Institute of Biophysical Chemistry, Goethe University Frankfurt, Max-von-Laue-Str. 9, 60438, Frankfurt am Main, Germany.
Nat Commun. 2022 Oct 18;13(1):6151. doi: 10.1038/s41467-022-33879-5.
Nuclear Magnetic Resonance (NMR) spectroscopy is a major technique in structural biology with over 11,800 protein structures deposited in the Protein Data Bank. NMR can elucidate structures and dynamics of small and medium size proteins in solution, living cells, and solids, but has been limited by the tedious data analysis process. It typically requires weeks or months of manual work of a trained expert to turn NMR measurements into a protein structure. Automation of this process is an open problem, formulated in the field over 30 years ago. We present a solution to this challenge that enables the completely automated analysis of protein NMR data within hours after completing the measurements. Using only NMR spectra and the protein sequence as input, our machine learning-based method, ARTINA, delivers signal positions, resonance assignments, and structures strictly without human intervention. Tested on a 100-protein benchmark comprising 1329 multidimensional NMR spectra, ARTINA demonstrated its ability to solve structures with 1.44 Å median RMSD to the PDB reference and to identify 91.36% correct NMR resonance assignments. ARTINA can be used by non-experts, reducing the effort for a protein assignment or structure determination by NMR essentially to the preparation of the sample and the spectra measurements.

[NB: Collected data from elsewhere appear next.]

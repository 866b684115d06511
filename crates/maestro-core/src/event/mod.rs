//! Live event distribution.

pub mod bus;

pub use bus::EventBus;
// ---------------------------------------------------------------------------
// Per-step task
// ---------------------------------------------------------------------------

/// Dispatch one step, retrying with capped backoff until it settles.
#[allow(clippy::too_many_arguments)]
async fn run_step<R: WorkflowRepository, D: AgentDispatcher>(
    checkpoints: Arc<CheckpointManager<R>>,
    dispatcher: Arc<D>,
    bus: EventBus,
    policy: RetryPolicy,
    execution_id: Uuid,
    step: WorkflowStep,
    prompt: String,
    cancel: CancellationToken,
) -> Result<SettledStep, SchedulerError> {
    let record_id = checkpoints.record_step_start(execution_id, &step.key).await?;
    let max_attempts = step.retries.max(1);
    let started = Instant::now();
    let mut attempt = 1u32;
    let mut retries_used = 0u32;

    loop {
        bus.publish(WorkflowEvent::StepStarted {
            execution_id,
            step_key: step.key.clone(),
            attempt,
        });

        let request = DispatchRequest {
            execution_id,
            step_key: step.key.clone(),
            prompt: prompt.clone(),
            agent: step.agent.clone(),
            attempt,
        };

        // Race the dispatch against cancellation as a backstop; the
        // dispatcher also receives the token for prompt aborts.
        let result = tokio::select! {
            _ = cancel.cancelled() => Err(DispatchError::Cancelled),
            result = dispatcher.dispatch(request, cancel.clone()) => result,
        };
        let elapsed_ms = started.elapsed().as_millis() as u64;

        match result {
            Ok(value) => {
                checkpoints
                    .record_step_completed(record_id, retries_used, &value, elapsed_ms)
                    .await?;
                bus.publish(WorkflowEvent::StepCompleted {
                    execution_id,
                    step_key: step.key.clone(),
                    duration_ms: elapsed_ms,
                });
                return Ok(SettledStep {
                    step_key: step.key,
                    optional: step.optional,
                    attempts: attempt,
                    outcome: Ok(value),
                    cancelled: false,
                });
            }
            Err(DispatchError::Cancelled) => {
                checkpoints
                    .record_step_failed(record_id, retries_used, "dispatch cancelled", elapsed_ms)
                    .await?;
                return Ok(SettledStep {
                    step_key: step.key,
                    optional: step.optional,
                    attempts: attempt,
                    outcome: Err("dispatch cancelled".to_string()),
                    cancelled: true,
                });
            }
            Err(DispatchError::Failed(error)) => {
                if should_retry(attempt, max_attempts) {
                    bus.publish(WorkflowEvent::StepFailed {
                        execution_id,
                        step_key: step.key.clone(),
                        error: error.clone(),
                        will_retry: true,
                    });
                    retries_used += 1;
                    checkpoints.record_step_retry(record_id, retries_used).await?;

                    // Delay for retry attempt n (0-indexed) is
                    // min(2^n * base, cap).
                    let delay = policy.backoff_delay(attempt - 1);
                    tracing::debug!(
                        execution_id = %execution_id,
                        step_key = step.key.as_str(),
                        attempt,
                        delay_ms = delay.as_millis() as u64,
                        "step failed, backing off before retry"
                    );
                    tokio::select! {
                        _ = cancel.cancelled() => {
                            checkpoints
                                .record_step_failed(
                                    record_id,
                                    retries_used,
                                    "dispatch cancelled",
                                    started.elapsed().as_millis() as u64,
                                )
                                .await?;
                            return Ok(SettledStep {
                                step_key: step.key,
                                optional: step.optional,
                                attempts: attempt,
                                outcome: Err("dispatch cancelled".to_string()),
                                cancelled: true,
                            });
                        }
                        _ = tokio::time::sleep(delay) => {}
                    }
                    attempt += 1;
                } else {
                    checkpoints
                        .record_step_failed(record_id, retries_used, &error, elapsed_ms)
                        .await?;
                    bus.publish(WorkflowEvent::StepFailed {
                        execution_id,
                        step_key: step.key.clone(),
                        error: error.clone(),
                        will_retry: false,
                    });
                    return Ok(SettledStep {
                        step_key: step.key,
                        optional: step.optional,
                        attempts: attempt,
                        outcome: Err(error),
                        cancelled: false,
                    });
                }
            }
        }
    }
}
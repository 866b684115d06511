//! Prompt template rendering.
//!
//! Placeholders use the syntax `{{path}}` where `path` is a dot-separated
//! lookup into the execution context (`stepKey.fieldName`, recursively).
//! Extraction and resolution are separate so the validator can inspect
//! placeholders without a context.
//!
//! A path whose root segment is missing entirely is a validation-time error
//! (see `validate`). A path that resolves partway and then misses a nested
//! field renders as the literal text `undefined` -- preserved historical
//! behavior; a stricter renderer could error here instead.

use serde_json::Value;

/// Literal text substituted for a placeholder that fails to resolve.
pub const UNRESOLVED_TEXT: &str = "undefined";

// ---------------------------------------------------------------------------
// Placeholder extraction
// ---------------------------------------------------------------------------

/// Find every `{{path}}` placeholder in a template, in order of appearance.
///
/// Inner whitespace is tolerated and trimmed: `{{ a.b }}` yields `a.b`.
/// Unterminated `{{` sequences are ignored.
pub fn extract_placeholders(template: &str) -> Vec<String> {
    let mut paths = Vec::new();
    let mut rest = template;
    while let Some(start) = rest.find("{{") {
        let after = &rest[start + 2..];
        match after.find("}}") {
            Some(end) => {
                let inner = after[..end].trim();
                if !inner.is_empty() {
                    paths.push(inner.to_string());
                }
                rest = &after[end + 2..];
            }
            None => break,
        }
    }
    paths
}

/// The root segment of a dot-separated placeholder path.
pub fn path_root(path: &str) -> &str {
    path.split('.').next().unwrap_or(path)
}

// ---------------------------------------------------------------------------
// Path resolution
// ---------------------------------------------------------------------------

/// Outcome of resolving a placeholder path against a context value.
#[derive(Debug, Clone, Copy, PartialEq, Eq)]
pub enum Resolution<'a> {
    /// The full path resolved to a value.
    Found(&'a Value),
    /// Some segment of the path was missing.
    Missing,
}

/// Walk a dot-separated path through nested JSON objects.
pub fn resolve_path<'a>(context: &'a Value, path: &str) -> Resolution<'a> {
    let mut current = context;
    for segment in path.split('.') {
        match current.get(segment) {
            Some(next) => current = next,
            None => return Resolution::Missing,
        }
    }
    Resolution::Found(current)
}

// ---------------------------------------------------------------------------
// Rendering
// ---------------------------------------------------------------------------

/// Substitute every placeholder in `template` using `context`.
///
/// Resolved values render canonically: strings verbatim, null/bool/number
/// via their display form, arrays and objects as compact JSON. Missing
/// paths render as `UNRESOLVED_TEXT`.
pub fn render(template: &str, context: &Value) -> String {
    let mut out = String::with_capacity(template.len());
    let mut rest = template;

    while let Some(start) = rest.find("{{") {
        out.push_str(&rest[..start]);
        let after = &rest[start + 2..];
        match after.find("}}") {
            Some(end) => {
                let inner = after[..end].trim();
                if inner.is_empty() {
                    // Preserve degenerate "{{}}" literally.
                    out.push_str(&rest[start..start + 2 + end + 2]);
                } else {
                    match resolve_path(context, inner) {
                        Resolution::Found(value) => out.push_str(&value_to_text(value)),
                        Resolution::Missing => out.push_str(UNRESOLVED_TEXT),
                    }
                }
                rest = &after[end + 2..];
            }
            None => {
                out.push_str(&rest[start..]);
                return out;
            }
        }
    }
    out.push_str(rest);
    out
}

/// Canonical text form of a resolved value.
fn value_to_text(value: &Value) -> String {
    match value {
        Value::String(s) => s.clone(),
        Value::Null => "null".to_string(),
        Value::Bool(b) => b.to_string(),
        Value::Number(n) => n.to_string(),
        // Arrays and objects render as compact JSON.
        _ => serde_json::to_string(value).unwrap_or_default(),
    }
}

// ---------------------------------------------------------------------------
// Tests
// ---------------------------------------------------------------------------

核磁共振(NMR)光谱学是结构生物学的主要技术,已有超过 11800 个蛋白质结构被保存在蛋白质数据库中。NMR 可以阐明溶液、活细胞和固体中小和中等大小蛋白质的结构和动态,但受到繁琐的数据分析过程的限制。通常需要经过数周或数月的训练有素的专家的人工工作,才能将 NMR 测量结果转化为蛋白质结构。这个过程的自动化是一个悬而未决的问题,早在 30 多年前就已经提出。我们提出了一种解决方案,可以在完成测量后的数小时内实现蛋白质 NMR 数据的完全自动化分析。我们的基于机器学习的方法 ARTINA 仅使用 NMR 谱和蛋白质序列作为输入,无需人工干预即可提供信号位置、共振分配和结构。在包含 1329 个多维 NMR 谱的 100 个蛋白质基准测试中进行测试,ARTINA 证明了其能够以 1.44Å 的中位数 RMSD 解决结构问题,并能够识别 91.36%的正确 NMR 共振分配。ARTINA 可供非专家使用,实质上可以将 NMR 进行蛋白质分配或结构测定的工作量减少到样品制备和光谱测量。